Collected data entries:

//! Simulation tick
//!
//! Advances the game by one step: movement, collisions, end-of-tick cleanup,
//! then the terminal checks of the game state machine.

use super::collision;
use super::state::{GameEvent, GamePhase, GameState};
use super::swarm::Swarm;

/// Input commands for a single tick
#[derive(Debug, Clone, Default, PartialEq, Eq)]
pub struct TickInput {
    pub move_left: bool,
    pub move_right: bool,
    /// Fire held
    pub fire: bool,
    /// Pause toggle (one-shot)
    pub pause: bool,
    /// Restart held; only honoured after game over
    pub restart: bool,
}

/// Advance the game state by `dt` milliseconds
pub fn tick(state: &mut GameState, input: &TickInput, dt: f32) {
    if input.pause {
        match state.phase {
            GamePhase::Playing => {
                state.phase = GamePhase::Paused;
                state.events.push(GameEvent::Paused);
                return;
            }
            GamePhase::Paused => {
                state.phase = GamePhase::Playing;
                state.events.push(GameEvent::Resumed);
            }
            GamePhase::GameOver => {}
        }
    }

    match state.phase {
        GamePhase::Paused => return,
        GamePhase::GameOver => {
            if input.restart {
                state.reset();
            }
            return;
        }
        GamePhase::Playing => {}
    }

    state.time_ms += dt as f64;

    // --- Movement ---
    if state.player.update(dt, input) {
        state.events.push(GameEvent::PlayerFired);
    }
    state.player.bullet.update(dt);

    let step = state.swarm.advance(dt, &mut state.rng);
    if step.moved {
        state.events.push(GameEvent::SwarmStepped {
            march_step: state.swarm.march_step(),
        });
    }
    if let Some((row, col, bullet)) = step.shot {
        state.invader_bullets.push(bullet);
        state.events.push(GameEvent::InvaderFired { row, col });
    }
    for bullet in state.invader_bullets.iter_mut() {
        bullet.update(dt);
    }

    if state.ufo.update(dt, &mut state.rng) {
        state.events.push(GameEvent::UfoSpawned);
    }

    for explosion in state.explosions.iter_mut() {
        explosion.update(dt);
    }
    for popup in state.popups.iter_mut() {
        popup.update(dt);
    }

    // --- Collisions ---
    collision::resolve(state);

    // --- Cleanup ---
    state.invader_bullets.retain(|b| b.alive);
    state.explosions.retain(|e| e.alive);
    state.popups.retain(|p| p.alive);
    state.barriers.retain(|b| !b.is_destroyed());

    // --- Wave clear ---
    if state.swarm.alive_count() == 0 {
        state.wave += 1;
        log::info!("Wave {} cleared", state.wave);
        state.swarm = Swarm::new(state.difficulty.multipliers(), &mut state.rng);
        state.invader_bullets.clear();
        state.events.push(GameEvent::WaveCleared { wave: state.wave });
    }

    // --- Terminal conditions ---
    if state.swarm.has_reached_bottom() || state.player.lives == 0 {
        state.phase = GamePhase::GameOver;
        log::info!("Game over, score {}", state.scoreboard.score);
        state.events.push(GameEvent::GameOver {
            score: state.scoreboard.score,
        });
    }
}

#[cfg(test)]
mod tests {
    use super::*;
    use crate::consts::*;
    use crate::settings::Difficulty;
    use crate::sim::state::Bullet;
    use glam::Vec2;

    fn new_state() -> GameState {
        GameState::new(12345, Difficulty::Normal)
    }

    #[test]
    fn test_tick_pause() {
        let mut state = new_state();
        let pause = TickInput {
            pause: true,
            ..Default::default()
        };
        tick(&mut state, &pause, SIM_DT_MS);
        assert_eq!(state.phase, GamePhase::Paused);

        // Nothing advances while paused
        let before = state.time_ms;
        tick(&mut state, &TickInput::default(), 5_000.0);
        assert_eq!(state.time_ms, before);

        tick(&mut state, &pause, SIM_DT_MS);
        assert_eq!(state.phase, GamePhase::Playing);
        assert_eq!(
            state.drain_events(),
            vec![GameEvent::Paused, GameEvent::Resumed]
        );
    }

    #[test]
    fn test_player_fires_single_bullet() {
        let mut state = new_state();
        let fire = TickInput {
            fire: true,
            ..Default::default()
        };
        tick(&mut state, &fire, 1.0);
        assert!(!state.player.bullet.alive, "cooldown running at start");

        state.player.fire_cooldown_ms = 0.0;
        tick(&mut state, &fire, 1.0);
        assert!(state.player.bullet.alive);
        assert!(state.drain_events().contains(&GameEvent::PlayerFired));

        // Held fire does not spawn a second bullet while the first flies
        state.player.fire_cooldown_ms = 0.0;
        tick(&mut state, &fire, 1.0);
        assert!(!state.drain_events().contains(&GameEvent::PlayerFired));
    }

    #[test]
    fn test_kill_scores_and_spawns_explosion() {
        let mut state = new_state();
        let target = state.swarm.get(4, 3).unwrap().bounds();
        state.player.bullet = Bullet {
            pos: Vec2::new(target.x + 2.0, target.y + 2.0),
            vel: Vec2::ZERO,
            alive: true,
        };
        tick(&mut state, &TickInput::default(), 1.0);
        assert_eq!(state.score(), 10);
        assert!(!state.swarm.get(4, 3).unwrap().alive);
        assert_eq!(state.explosions.len(), 1);
        let events = state.drain_events();
        assert!(events.contains(&GameEvent::InvaderKilled {
            row: 4,
            col: 3,
            points: 10
        }));
        assert!(events.contains(&GameEvent::NewHighScore { score: 10 }));
    }

    #[test]
    fn test_dead_bullets_compacted_at_end_of_tick() {
        let mut state = new_state();
        let at = state.player.pos + Vec2::new(2.0, 2.0);
        state.invader_bullets.push(Bullet {
            pos: at,
            vel: Vec2::ZERO,
            alive: true,
        });
        state.invader_bullets.push(Bullet {
            pos: Vec2::new(5.0, 150.0),
            vel: Vec2::ZERO,
            alive: true,
        });
        tick(&mut state, &TickInput::default(), 1.0);
        assert_eq!(state.player.lives, PLAYER_START_LIVES - 1);
        assert_eq!(state.invader_bullets.len(), 1);
        assert!(
            state
                .drain_events()
                .contains(&GameEvent::PlayerHit { lives: 2 })
        );
    }

    #[test]
    fn test_last_life_ends_game() {
        let mut state = new_state();
        state.player.lives = 1;
        let at = state.player.pos + Vec2::new(2.0, 2.0);
        state.invader_bullets.push(Bullet {
            pos: at,
            vel: Vec2::ZERO,
            alive: true,
        });
        tick(&mut state, &TickInput::default(), 1.0);
        assert_eq!(state.phase, GamePhase::GameOver);

        // Frozen until restart
        let swarm_x = state.swarm.get(0, 0).unwrap().pos.x;
        tick(&mut state, &TickInput::default(), 10_000.0);
        assert_eq!(state.swarm.get(0, 0).unwrap().pos.x, swarm_x);

        let restart = TickInput {
            restart: true,
            ..Default::default()
        };
        tick(&mut state, &restart, SIM_DT_MS);
        assert_eq!(state.phase, GamePhase::Playing);
        assert_eq!(state.player.lives, PLAYER_START_LIVES);
    }

    #[test]
    fn test_destroyed_barriers_pruned() {
        let mut state = new_state();
        let count = state.barriers.len();
        let w = state.barriers[0].width() as i32;
        let h = state.barriers[0].height() as i32;
        state.barriers[0].damage_cell(w / 2, h / 2, w.max(h));
        tick(&mut state, &TickInput::default(), 1.0);
        assert_eq!(state.barriers.len(), count - 1);
    }

    #[test]
    fn test_wave_clear_respawns_swarm() {
        let mut state = new_state();
        for row in 0..SWARM_ROWS {
            for col in 0..SWARM_COLS {
                state.swarm.kill(row, col);
            }
        }
        tick(&mut state, &TickInput::default(), 1.0);
        assert_eq!(state.wave, 1);
        assert_eq!(state.swarm.alive_count(), SWARM_ROWS * SWARM_COLS);
        assert_eq!(state.phase, GamePhase::Playing);
        assert!(
            state
                .drain_events()
                .contains(&GameEvent::WaveCleared { wave: 1 })
        );
    }

    #[test]
    fn test_determinism() {
        let mut state1 = GameState::new(99999, Difficulty::Hard);
        let mut state2 = GameState::new(99999, Difficulty::Hard);

        let inputs = [
            TickInput {
                move_left: true,
                ..Default::default()
            },
            TickInput {
                fire: true,
                ..Default::default()
            },
            TickInput {
                move_right: true,
                fire: true,
                ..Default::default()
            },
            TickInput::default(),
        ];

        for _ in 0..500 {
            for input in &inputs {
                tick(&mut state1, input, SIM_DT_MS);
                tick(&mut state2, input, SIM_DT_MS);
            }
        }

        assert_eq!(state1.score(), state2.score());
        assert_eq!(state1.player.lives, state2.player.lives);
        assert_eq!(state1.invader_bullets.len(), state2.invader_bullets.len());
        assert_eq!(state1.swarm.alive_count(), state2.swarm.alive_count());
        assert_eq!(state1.drain_events(), state2.drain_events());
    }
}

Work order: Which lines above hold the word "Hard"? Copy each of them.

Output:
        let mut state1 = GameState::new(99999, Difficulty::Hard);
        let mut state2 = GameState::new(99999, Difficulty::Hard);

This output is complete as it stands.